In the records that follow, find the line with "repository 3218fba8ac0b2f10"; from there, retype every line exactly through the line with "than queueing or", which also belongs to the answer.
The input START
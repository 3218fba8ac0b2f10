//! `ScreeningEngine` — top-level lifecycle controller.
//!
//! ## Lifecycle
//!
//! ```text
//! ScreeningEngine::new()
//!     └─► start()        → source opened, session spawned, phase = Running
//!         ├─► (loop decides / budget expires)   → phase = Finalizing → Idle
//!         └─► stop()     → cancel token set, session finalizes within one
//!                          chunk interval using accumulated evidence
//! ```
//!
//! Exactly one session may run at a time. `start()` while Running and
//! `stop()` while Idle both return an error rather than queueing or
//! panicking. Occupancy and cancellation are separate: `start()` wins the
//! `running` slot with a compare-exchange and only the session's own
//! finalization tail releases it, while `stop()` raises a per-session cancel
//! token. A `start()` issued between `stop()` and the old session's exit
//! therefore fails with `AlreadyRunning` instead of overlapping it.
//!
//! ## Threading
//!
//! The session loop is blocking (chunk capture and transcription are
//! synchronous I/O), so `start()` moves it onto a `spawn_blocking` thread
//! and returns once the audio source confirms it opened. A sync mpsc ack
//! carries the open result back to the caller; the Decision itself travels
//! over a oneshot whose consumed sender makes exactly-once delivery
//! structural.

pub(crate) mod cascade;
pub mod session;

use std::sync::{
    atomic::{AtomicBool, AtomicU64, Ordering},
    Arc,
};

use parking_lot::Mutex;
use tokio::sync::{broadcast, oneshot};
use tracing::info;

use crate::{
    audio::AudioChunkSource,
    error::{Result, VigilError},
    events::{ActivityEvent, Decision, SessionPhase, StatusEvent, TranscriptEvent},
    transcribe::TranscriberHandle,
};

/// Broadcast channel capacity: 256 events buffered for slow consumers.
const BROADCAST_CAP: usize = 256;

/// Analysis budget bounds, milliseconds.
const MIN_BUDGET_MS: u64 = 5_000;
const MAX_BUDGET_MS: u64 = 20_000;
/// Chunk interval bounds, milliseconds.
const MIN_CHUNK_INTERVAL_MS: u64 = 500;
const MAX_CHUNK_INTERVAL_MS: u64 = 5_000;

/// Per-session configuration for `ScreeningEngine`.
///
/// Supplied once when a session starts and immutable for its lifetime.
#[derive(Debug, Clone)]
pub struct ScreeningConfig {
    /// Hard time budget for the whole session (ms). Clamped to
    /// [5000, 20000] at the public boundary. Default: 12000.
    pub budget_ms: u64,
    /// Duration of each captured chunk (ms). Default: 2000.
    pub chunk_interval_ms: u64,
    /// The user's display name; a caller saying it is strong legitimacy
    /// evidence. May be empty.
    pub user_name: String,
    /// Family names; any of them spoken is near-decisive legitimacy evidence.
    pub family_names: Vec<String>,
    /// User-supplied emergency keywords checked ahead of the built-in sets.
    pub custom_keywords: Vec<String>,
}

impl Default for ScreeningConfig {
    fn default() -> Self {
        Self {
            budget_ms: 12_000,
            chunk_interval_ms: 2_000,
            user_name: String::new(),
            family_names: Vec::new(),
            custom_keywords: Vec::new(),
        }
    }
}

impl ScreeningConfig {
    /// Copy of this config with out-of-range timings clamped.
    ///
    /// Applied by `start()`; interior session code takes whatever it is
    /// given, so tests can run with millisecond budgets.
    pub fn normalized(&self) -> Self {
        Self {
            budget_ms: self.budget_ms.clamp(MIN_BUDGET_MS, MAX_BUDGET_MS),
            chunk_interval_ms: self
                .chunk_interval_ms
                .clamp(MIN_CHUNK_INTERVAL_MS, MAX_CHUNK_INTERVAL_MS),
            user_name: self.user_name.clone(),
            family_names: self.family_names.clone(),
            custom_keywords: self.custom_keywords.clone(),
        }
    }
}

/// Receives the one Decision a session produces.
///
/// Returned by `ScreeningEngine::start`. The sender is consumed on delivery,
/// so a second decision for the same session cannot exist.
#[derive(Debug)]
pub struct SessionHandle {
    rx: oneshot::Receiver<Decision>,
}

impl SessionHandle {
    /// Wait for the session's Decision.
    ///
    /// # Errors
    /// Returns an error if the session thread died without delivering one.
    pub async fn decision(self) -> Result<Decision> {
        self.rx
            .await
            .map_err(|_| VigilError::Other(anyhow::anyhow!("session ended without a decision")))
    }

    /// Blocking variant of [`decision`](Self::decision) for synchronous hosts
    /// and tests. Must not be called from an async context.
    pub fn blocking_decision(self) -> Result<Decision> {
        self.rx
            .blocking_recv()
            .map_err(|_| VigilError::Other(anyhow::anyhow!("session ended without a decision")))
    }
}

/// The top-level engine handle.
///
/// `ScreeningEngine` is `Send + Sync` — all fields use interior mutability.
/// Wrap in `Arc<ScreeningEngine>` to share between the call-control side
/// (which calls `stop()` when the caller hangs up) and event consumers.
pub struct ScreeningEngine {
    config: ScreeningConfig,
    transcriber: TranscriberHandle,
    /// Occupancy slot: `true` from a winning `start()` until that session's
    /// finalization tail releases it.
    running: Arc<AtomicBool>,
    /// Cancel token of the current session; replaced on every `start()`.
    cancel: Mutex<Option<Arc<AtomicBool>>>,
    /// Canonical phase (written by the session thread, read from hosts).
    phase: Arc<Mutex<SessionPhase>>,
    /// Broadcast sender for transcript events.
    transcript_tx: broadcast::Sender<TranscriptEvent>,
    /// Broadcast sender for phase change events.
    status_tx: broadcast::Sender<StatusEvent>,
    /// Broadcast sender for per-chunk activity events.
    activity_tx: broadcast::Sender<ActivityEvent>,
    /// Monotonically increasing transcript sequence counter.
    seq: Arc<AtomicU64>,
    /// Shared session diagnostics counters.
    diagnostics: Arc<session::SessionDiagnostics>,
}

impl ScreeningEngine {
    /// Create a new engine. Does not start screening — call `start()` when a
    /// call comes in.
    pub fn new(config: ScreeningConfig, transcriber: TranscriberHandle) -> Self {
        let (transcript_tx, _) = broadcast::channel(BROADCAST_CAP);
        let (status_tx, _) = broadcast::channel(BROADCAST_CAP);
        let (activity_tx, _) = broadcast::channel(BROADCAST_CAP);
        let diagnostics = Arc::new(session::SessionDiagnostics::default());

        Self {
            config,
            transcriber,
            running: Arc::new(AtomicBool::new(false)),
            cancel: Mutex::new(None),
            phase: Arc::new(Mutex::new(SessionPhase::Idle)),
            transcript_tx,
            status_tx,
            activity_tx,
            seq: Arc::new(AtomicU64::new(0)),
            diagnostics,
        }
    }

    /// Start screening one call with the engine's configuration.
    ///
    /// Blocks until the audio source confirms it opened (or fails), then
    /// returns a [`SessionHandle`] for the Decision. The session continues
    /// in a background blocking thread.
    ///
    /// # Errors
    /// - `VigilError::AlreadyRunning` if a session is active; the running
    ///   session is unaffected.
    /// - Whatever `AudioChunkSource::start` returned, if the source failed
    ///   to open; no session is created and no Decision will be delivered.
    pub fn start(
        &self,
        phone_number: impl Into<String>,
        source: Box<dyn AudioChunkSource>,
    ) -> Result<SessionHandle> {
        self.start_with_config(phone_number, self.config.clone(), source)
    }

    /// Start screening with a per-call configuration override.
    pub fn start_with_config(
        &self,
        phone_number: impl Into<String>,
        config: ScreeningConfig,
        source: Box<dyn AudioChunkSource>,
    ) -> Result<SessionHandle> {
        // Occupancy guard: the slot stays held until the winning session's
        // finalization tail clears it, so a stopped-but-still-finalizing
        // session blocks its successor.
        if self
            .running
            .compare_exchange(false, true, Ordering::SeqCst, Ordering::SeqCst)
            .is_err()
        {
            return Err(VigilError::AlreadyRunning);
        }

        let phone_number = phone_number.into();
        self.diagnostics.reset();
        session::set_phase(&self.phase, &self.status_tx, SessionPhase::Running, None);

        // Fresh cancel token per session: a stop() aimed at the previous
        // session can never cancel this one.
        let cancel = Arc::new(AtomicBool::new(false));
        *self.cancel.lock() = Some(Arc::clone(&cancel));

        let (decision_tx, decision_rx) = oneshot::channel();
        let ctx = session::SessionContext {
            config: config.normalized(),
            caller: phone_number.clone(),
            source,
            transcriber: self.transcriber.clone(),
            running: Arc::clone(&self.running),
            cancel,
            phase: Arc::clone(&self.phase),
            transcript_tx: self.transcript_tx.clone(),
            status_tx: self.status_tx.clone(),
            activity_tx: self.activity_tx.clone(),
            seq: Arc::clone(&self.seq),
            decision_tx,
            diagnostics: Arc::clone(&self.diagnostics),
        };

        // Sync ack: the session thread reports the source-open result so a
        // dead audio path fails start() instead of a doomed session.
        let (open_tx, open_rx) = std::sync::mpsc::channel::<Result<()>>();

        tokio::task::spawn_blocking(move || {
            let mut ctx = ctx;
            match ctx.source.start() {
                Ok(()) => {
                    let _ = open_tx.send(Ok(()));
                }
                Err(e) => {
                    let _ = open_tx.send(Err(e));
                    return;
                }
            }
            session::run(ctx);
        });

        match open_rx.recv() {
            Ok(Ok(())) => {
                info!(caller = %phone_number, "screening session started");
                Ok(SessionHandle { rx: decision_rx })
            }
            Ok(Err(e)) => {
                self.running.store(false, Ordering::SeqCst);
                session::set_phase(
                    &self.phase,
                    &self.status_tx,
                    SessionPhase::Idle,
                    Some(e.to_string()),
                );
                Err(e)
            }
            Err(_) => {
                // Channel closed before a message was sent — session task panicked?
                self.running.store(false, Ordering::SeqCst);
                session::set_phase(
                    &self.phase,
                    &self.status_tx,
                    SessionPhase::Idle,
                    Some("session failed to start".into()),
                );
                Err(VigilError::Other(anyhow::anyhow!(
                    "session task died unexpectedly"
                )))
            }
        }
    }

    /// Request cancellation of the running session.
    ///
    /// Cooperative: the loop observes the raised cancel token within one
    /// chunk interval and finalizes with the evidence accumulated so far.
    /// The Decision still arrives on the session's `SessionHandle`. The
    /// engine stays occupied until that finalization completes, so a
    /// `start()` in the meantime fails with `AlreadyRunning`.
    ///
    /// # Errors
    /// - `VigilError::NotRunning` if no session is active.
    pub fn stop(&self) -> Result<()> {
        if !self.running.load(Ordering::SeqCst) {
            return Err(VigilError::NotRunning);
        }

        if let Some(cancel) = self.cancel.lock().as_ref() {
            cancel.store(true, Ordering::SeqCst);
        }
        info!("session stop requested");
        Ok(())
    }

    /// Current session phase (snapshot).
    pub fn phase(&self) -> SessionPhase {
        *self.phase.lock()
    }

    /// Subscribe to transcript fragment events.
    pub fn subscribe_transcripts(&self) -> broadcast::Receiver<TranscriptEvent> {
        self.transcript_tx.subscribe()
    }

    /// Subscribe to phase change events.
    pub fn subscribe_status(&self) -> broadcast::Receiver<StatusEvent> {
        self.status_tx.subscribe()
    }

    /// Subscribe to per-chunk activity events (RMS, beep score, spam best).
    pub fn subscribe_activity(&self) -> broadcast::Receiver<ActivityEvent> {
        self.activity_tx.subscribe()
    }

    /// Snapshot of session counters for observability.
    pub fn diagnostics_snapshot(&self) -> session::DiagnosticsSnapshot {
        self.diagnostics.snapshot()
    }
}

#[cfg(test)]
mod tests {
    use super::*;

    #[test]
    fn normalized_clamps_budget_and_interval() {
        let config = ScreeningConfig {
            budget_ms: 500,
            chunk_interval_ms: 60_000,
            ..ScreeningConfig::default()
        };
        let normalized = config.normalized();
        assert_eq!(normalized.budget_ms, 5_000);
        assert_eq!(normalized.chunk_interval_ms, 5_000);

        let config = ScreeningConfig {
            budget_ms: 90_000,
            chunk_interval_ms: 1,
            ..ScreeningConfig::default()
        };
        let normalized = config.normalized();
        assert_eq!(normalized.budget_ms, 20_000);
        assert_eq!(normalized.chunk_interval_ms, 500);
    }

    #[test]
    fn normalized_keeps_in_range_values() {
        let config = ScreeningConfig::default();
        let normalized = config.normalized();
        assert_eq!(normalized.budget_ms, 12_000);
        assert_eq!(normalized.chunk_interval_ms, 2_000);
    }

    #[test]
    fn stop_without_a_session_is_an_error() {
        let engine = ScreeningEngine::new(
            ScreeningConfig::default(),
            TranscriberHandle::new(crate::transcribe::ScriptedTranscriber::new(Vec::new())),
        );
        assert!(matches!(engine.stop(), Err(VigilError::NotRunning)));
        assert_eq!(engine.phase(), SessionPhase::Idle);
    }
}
The input END
The input START
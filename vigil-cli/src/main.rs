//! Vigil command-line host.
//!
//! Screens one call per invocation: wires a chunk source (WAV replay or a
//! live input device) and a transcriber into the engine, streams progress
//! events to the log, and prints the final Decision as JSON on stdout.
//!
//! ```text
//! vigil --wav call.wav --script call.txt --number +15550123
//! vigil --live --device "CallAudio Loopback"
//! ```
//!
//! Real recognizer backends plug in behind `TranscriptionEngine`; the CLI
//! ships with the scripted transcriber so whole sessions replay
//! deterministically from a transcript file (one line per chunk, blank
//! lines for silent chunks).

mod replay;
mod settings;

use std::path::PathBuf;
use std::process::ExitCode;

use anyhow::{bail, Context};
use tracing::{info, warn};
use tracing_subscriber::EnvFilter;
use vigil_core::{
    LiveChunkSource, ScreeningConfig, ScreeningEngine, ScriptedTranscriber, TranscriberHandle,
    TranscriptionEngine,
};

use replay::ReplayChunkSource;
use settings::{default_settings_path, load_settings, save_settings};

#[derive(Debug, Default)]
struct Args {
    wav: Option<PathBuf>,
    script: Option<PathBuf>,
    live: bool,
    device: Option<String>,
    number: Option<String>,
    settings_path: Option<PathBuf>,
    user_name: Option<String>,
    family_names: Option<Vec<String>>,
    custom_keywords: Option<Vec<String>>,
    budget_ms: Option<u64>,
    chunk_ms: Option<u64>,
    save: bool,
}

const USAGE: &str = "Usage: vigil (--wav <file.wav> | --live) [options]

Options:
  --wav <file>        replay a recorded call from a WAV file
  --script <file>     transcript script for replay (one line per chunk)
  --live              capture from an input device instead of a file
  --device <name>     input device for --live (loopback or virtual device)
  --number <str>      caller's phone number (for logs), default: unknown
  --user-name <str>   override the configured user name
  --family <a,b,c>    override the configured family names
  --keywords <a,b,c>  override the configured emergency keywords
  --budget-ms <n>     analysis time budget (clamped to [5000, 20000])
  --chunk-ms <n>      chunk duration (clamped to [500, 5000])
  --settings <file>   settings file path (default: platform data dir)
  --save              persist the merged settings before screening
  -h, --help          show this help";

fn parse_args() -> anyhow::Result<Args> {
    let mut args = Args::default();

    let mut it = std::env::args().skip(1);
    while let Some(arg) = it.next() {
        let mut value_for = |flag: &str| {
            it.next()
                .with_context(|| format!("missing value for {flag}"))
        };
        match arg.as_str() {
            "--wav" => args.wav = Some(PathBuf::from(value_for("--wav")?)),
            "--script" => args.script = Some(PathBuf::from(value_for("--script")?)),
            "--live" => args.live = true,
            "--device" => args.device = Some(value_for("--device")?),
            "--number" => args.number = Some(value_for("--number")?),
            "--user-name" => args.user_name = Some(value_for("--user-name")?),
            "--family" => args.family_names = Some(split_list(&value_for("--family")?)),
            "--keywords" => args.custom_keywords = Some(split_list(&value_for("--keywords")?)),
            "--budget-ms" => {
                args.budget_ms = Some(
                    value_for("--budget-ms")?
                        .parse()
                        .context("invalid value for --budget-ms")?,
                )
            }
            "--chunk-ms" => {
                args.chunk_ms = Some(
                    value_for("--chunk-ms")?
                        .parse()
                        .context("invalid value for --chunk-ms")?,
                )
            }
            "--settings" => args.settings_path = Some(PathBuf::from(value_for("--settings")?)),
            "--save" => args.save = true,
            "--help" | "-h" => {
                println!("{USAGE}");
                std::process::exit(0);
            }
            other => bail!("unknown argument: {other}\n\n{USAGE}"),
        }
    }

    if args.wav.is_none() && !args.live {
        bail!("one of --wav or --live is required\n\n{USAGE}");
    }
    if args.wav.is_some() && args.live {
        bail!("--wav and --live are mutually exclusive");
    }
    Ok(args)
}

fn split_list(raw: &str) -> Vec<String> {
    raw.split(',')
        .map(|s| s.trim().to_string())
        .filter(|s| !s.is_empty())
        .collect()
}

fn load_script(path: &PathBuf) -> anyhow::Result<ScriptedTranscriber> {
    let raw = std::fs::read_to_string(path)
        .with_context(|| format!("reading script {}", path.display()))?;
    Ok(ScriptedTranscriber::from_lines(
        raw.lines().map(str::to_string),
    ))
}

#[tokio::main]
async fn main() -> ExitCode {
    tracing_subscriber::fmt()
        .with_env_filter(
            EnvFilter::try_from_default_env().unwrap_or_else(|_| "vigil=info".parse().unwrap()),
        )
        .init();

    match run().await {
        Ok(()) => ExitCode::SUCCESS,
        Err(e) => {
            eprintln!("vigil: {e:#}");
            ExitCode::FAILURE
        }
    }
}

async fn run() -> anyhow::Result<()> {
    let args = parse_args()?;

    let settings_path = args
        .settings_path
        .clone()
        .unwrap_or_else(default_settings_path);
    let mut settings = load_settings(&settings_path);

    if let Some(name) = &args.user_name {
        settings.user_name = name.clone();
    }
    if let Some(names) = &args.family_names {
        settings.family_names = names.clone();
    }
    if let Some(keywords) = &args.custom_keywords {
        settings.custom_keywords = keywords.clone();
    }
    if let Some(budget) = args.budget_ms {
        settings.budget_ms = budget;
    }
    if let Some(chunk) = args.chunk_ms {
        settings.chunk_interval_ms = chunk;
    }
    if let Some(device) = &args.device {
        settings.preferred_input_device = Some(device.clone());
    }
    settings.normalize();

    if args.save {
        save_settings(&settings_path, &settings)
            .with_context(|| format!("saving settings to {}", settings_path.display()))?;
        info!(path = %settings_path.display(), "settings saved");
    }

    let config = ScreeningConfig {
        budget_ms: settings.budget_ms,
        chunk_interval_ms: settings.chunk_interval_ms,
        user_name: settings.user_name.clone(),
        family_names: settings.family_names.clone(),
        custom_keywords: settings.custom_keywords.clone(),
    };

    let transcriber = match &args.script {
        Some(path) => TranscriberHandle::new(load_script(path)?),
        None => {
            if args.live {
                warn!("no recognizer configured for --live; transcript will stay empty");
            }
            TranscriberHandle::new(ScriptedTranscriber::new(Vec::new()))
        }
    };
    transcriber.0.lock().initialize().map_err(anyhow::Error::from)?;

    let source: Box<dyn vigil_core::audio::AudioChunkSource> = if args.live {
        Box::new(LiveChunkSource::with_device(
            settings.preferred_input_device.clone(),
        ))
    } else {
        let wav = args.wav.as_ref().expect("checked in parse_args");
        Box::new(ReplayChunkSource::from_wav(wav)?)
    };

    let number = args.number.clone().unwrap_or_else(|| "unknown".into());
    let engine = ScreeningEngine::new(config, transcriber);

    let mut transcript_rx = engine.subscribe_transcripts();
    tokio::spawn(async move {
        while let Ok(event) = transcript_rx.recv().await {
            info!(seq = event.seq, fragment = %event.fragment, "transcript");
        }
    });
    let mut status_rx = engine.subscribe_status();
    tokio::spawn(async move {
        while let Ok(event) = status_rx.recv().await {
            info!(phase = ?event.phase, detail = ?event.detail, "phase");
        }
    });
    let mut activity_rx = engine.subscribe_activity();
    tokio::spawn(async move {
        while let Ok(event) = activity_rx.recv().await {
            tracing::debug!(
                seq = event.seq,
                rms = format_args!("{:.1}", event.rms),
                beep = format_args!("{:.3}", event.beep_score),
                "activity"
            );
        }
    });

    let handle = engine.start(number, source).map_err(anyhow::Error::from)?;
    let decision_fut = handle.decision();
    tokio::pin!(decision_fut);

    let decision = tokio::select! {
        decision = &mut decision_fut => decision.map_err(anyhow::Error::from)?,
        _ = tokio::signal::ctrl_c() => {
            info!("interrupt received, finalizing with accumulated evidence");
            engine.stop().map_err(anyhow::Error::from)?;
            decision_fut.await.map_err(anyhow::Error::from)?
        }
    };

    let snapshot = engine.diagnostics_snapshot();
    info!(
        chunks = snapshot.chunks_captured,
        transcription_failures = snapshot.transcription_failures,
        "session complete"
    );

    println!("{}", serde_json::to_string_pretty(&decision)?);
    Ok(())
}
The input END
> Answer to this task
repository 3218fba8ac0b2f10
//! `ScreeningEngine` — top-level lifecycle controller.
//!
//! ## Lifecycle
//!
//! ```text
//! ScreeningEngine::new()
//!     └─► start()        → source opened, session spawned, phase = Running
//!         ├─► (loop decides / budget expires)   → phase = Finalizing → Idle
//!         └─► stop()     → cancel token set, session finalizes within one
//!                          chunk interval using accumulated evidence
//! ```
//!
//! Exactly one session may run at a time. `start()` while Running and
//! `stop()` while Idle both return an error rather than queueing or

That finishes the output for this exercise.